» **Aim of the task**
For each line of the data below that contains "PushSlice", return that line.

-- Given records follows --

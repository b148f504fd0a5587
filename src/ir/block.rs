//! Structural nodes: code blocks and the constructs that own them.

use std::fmt;

use serde::Serialize;

use super::{Node, StackEffect};

// ─── Code Blocks ──────────────────────────────────────────────────

/// How a code block is invoked and encoded.
#[derive(Clone, Copy, Debug, PartialEq, Eq, Hash, Serialize)]
pub enum FrameKind {
    /// Continuation pushed inline.
    PushCont,
    /// Continuation pushed as a referenced cell.
    PushRefCont,
    /// Called through a cell reference.
    CallRef,
    /// Pushed as a continuation and called by value.
    CallX,
    /// True arm of a reference-encoded `IF`.
    IfRef,
    /// Arm of a reference-encoded `IFNOT`.
    IfNotRef,
    /// Reference-encoded `IFJMP` target.
    IfJmpRef,
    /// Reference-encoded `IFNOTJMP` target.
    IfNotJmpRef,
    /// Pushed as a cell reference.
    PushRef,
}

impl FrameKind {
    /// Assembly token naming this frame kind.
    pub fn as_str(&self) -> &'static str {
        match self {
            FrameKind::PushCont => "PUSHCONT",
            FrameKind::PushRefCont => "PUSHREFCONT",
            FrameKind::CallRef => "CALLREF",
            FrameKind::CallX => "CALLX",
            FrameKind::IfRef => "IFREF",
            FrameKind::IfNotRef => "IFNOTREF",
            FrameKind::IfJmpRef => "IFJMPREF",
            FrameKind::IfNotJmpRef => "IFNOTJMPREF",
            FrameKind::PushRef => "PUSHREF",
        }
    }

    /// True when the frame itself encodes a conditional branch.
    pub fn is_branching(&self) -> bool {
        matches!(
            self,
            FrameKind::IfRef | FrameKind::IfNotRef | FrameKind::IfJmpRef | FrameKind::IfNotJmpRef
        )
    }

    /// The single-armed conditional a branching frame encodes.
    pub fn branch_kind(&self) -> Option<ConditionalKind> {
        match self {
            FrameKind::IfRef => Some(ConditionalKind::If),
            FrameKind::IfNotRef => Some(ConditionalKind::IfNot),
            FrameKind::IfJmpRef => Some(ConditionalKind::IfJmp),
            FrameKind::IfNotJmpRef => Some(ConditionalKind::IfNotJmp),
            _ => None,
        }
    }
}

impl fmt::Display for FrameKind {
    fn fmt(&self, f: &mut fmt::Formatter<'_>) -> fmt::Result {
        f.write_str(self.as_str())
    }
}

/// An ordered instruction sequence with a fixed frame kind.
#[derive(Clone, Debug, PartialEq, Eq, Serialize)]
pub struct CodeBlock {
    pub(super) kind: FrameKind,
    pub(super) instructions: Vec<Node>,
}

impl CodeBlock {
    pub fn kind(&self) -> FrameKind {
        self.kind
    }

    pub fn instructions(&self) -> &[Node] {
        &self.instructions
    }

    pub fn len(&self) -> usize {
        self.instructions.len()
    }

    pub fn is_empty(&self) -> bool {
        self.instructions.is_empty()
    }

    /// Take the block apart. A rewritten block is rebuilt with
    /// `builder::code_block`, keeping the kind.
    pub fn into_instructions(self) -> (FrameKind, Vec<Node>) {
        (self.kind, self.instructions)
    }
}

// ─── Conditionals ─────────────────────────────────────────────────

#[derive(Clone, Copy, Debug, PartialEq, Eq, Hash, Serialize)]
pub enum ConditionalKind {
    If,
    IfNot,
    IfJmp,
    IfNotJmp,
    IfElse,
    IfElseWithJmp,
}

impl ConditionalKind {
    pub fn is_two_armed(&self) -> bool {
        matches!(self, ConditionalKind::IfElse | ConditionalKind::IfElseWithJmp)
    }

    /// Whether taking the branch leaves the current continuation.
    pub fn is_jump(&self) -> bool {
        matches!(
            self,
            ConditionalKind::IfJmp | ConditionalKind::IfNotJmp | ConditionalKind::IfElseWithJmp
        )
    }

    /// Kind of the complementary conditional. Two-armed kinds are their
    /// own inverse (the arms are swapped instead).
    pub fn inverse(&self) -> ConditionalKind {
        match self {
            ConditionalKind::If => ConditionalKind::IfNot,
            ConditionalKind::IfNot => ConditionalKind::If,
            ConditionalKind::IfJmp => ConditionalKind::IfNotJmp,
            ConditionalKind::IfNotJmp => ConditionalKind::IfJmp,
            ConditionalKind::IfElse => ConditionalKind::IfElse,
            ConditionalKind::IfElseWithJmp => ConditionalKind::IfElseWithJmp,
        }
    }

    /// Branch instruction(s) following the arm blocks.
    pub fn mnemonic(&self) -> &'static str {
        match self {
            ConditionalKind::If => "IF",
            ConditionalKind::IfNot => "IFNOT",
            ConditionalKind::IfJmp => "IFJMP",
            ConditionalKind::IfNotJmp => "IFNOTJMP",
            ConditionalKind::IfElse => "IFELSE",
            ConditionalKind::IfElseWithJmp => "CONDSEL\nJMPX",
        }
    }
}

/// A guarded branch owning one arm (single-armed kinds) or two.
#[derive(Clone, Debug, PartialEq, Eq, Serialize)]
pub struct Conditional {
    pub(super) kind: ConditionalKind,
    pub(super) true_body: CodeBlock,
    pub(super) false_body: Option<CodeBlock>,
}

impl Conditional {
    pub fn kind(&self) -> ConditionalKind {
        self.kind
    }

    pub fn true_body(&self) -> &CodeBlock {
        &self.true_body
    }

    /// Present exactly when the kind is two-armed.
    pub fn false_body(&self) -> Option<&CodeBlock> {
        self.false_body.as_ref()
    }

    /// The logical complement: fires its body exactly when `self` would
    /// not. Child blocks are moved, not copied, and keep their frame kind;
    /// a branching frame that no longer matches the kind prints as a plain
    /// continuation followed by the branch instruction.
    pub fn invert(self) -> Conditional {
        let kind = self.kind.inverse();
        match self.false_body {
            Some(false_body) => Conditional {
                kind,
                true_body: false_body,
                false_body: Some(self.true_body),
            },
            None => Conditional {
                kind,
                true_body: self.true_body,
                false_body: None,
            },
        }
    }

    pub fn into_parts(self) -> (ConditionalKind, CodeBlock, Option<CodeBlock>) {
        (self.kind, self.true_body, self.false_body)
    }
}

// ─── Loops ────────────────────────────────────────────────────────

#[derive(Clone, Copy, Debug, PartialEq, Eq, Hash, Serialize)]
pub enum RepeatKind {
    /// Run the body a counted number of times (count on the stack).
    Repeat,
    /// Run the body, then test the flag it leaves; stop when true.
    Until,
}

impl RepeatKind {
    pub fn mnemonic(&self) -> &'static str {
        match self {
            RepeatKind::Repeat => "REPEAT",
            RepeatKind::Until => "UNTIL",
        }
    }
}

/// Single-body loop (`REPEAT` / `UNTIL`).
#[derive(Clone, Debug, PartialEq, Eq, Serialize)]
pub struct RepeatLoop {
    pub(super) kind: RepeatKind,
    pub(super) body: CodeBlock,
}

impl RepeatLoop {
    pub fn kind(&self) -> RepeatKind {
        self.kind
    }

    pub fn body(&self) -> &CodeBlock {
        &self.body
    }

    pub fn into_body(self) -> (RepeatKind, CodeBlock) {
        (self.kind, self.body)
    }
}

/// Condition-then-body loop (`WHILE` / `WHILEBRK`).
#[derive(Clone, Debug, PartialEq, Eq, Serialize)]
pub struct WhileLoop {
    pub(super) condition: CodeBlock,
    pub(super) body: CodeBlock,
    pub(super) with_break: bool,
}

impl WhileLoop {
    pub fn condition(&self) -> &CodeBlock {
        &self.condition
    }

    pub fn body(&self) -> &CodeBlock {
        &self.body
    }

    /// Whether the body may leave the loop early (`WHILEBRK`).
    pub fn with_break(&self) -> bool {
        self.with_break
    }

    pub fn mnemonic(&self) -> &'static str {
        if self.with_break {
            "WHILEBRK"
        } else {
            "WHILE"
        }
    }

    pub fn into_parts(self) -> (CodeBlock, CodeBlock, bool) {
        (self.condition, self.body, self.with_break)
    }
}

// ─── Opaque Blocks ────────────────────────────────────────────────

/// A sub-block that generic passes treat as a unit with a declared effect.
#[derive(Clone, Debug, PartialEq, Eq, Serialize)]
pub struct Opaque {
    pub(super) block: CodeBlock,
    pub(super) take: u32,
    pub(super) ret: u32,
    pub(super) pure: bool,
}

impl Opaque {
    pub fn block(&self) -> &CodeBlock {
        &self.block
    }

    pub fn is_pure(&self) -> bool {
        self.pure
    }

    pub fn stack_effect(&self) -> StackEffect {
        StackEffect::new(self.take, self.ret)
    }

    pub fn into_block(self) -> CodeBlock {
        self.block
    }
}

// ─── Data Pushes ──────────────────────────────────────────────────

#[derive(Clone, Copy, Debug, PartialEq, Eq, Hash, Serialize)]
pub enum DataKind {
    /// Push a cell reference.
    PushRef,
    /// Push a slice loaded from a referenced cell.
    PushRefSlice,
    /// Push an inline slice.
    PushSlice,
    /// A nested cell inside another data push's child block. It adds a
    /// reference to the enclosing cell and pushes nothing.
    Cell,
}

impl DataKind {
    pub fn as_str(&self) -> &'static str {
        match self {
            DataKind::PushRef => "PUSHREF",
            DataKind::PushRefSlice => "PUSHREFSLICE",
            DataKind::PushSlice => "PUSHSLICE",
            DataKind::Cell => ".cell",
        }
    }
}

/// Pushes a literal blob. When the literal encodes code, the code is
/// kept as a child block.
#[derive(Clone, Debug, PartialEq, Eq, Serialize)]
pub struct DataPush {
    pub(super) kind: DataKind,
    pub(super) data: String,
    pub(super) child: Option<CodeBlock>,
}

impl DataPush {
    pub fn kind(&self) -> DataKind {
        self.kind
    }

    pub fn data(&self) -> &str {
        &self.data
    }

    pub fn child(&self) -> Option<&CodeBlock> {
        self.child.as_ref()
    }
}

-- Given records concluded --

» **Response to the exercise**
    PushSlice,
            DataKind::PushSlice => "PUSHSLICE",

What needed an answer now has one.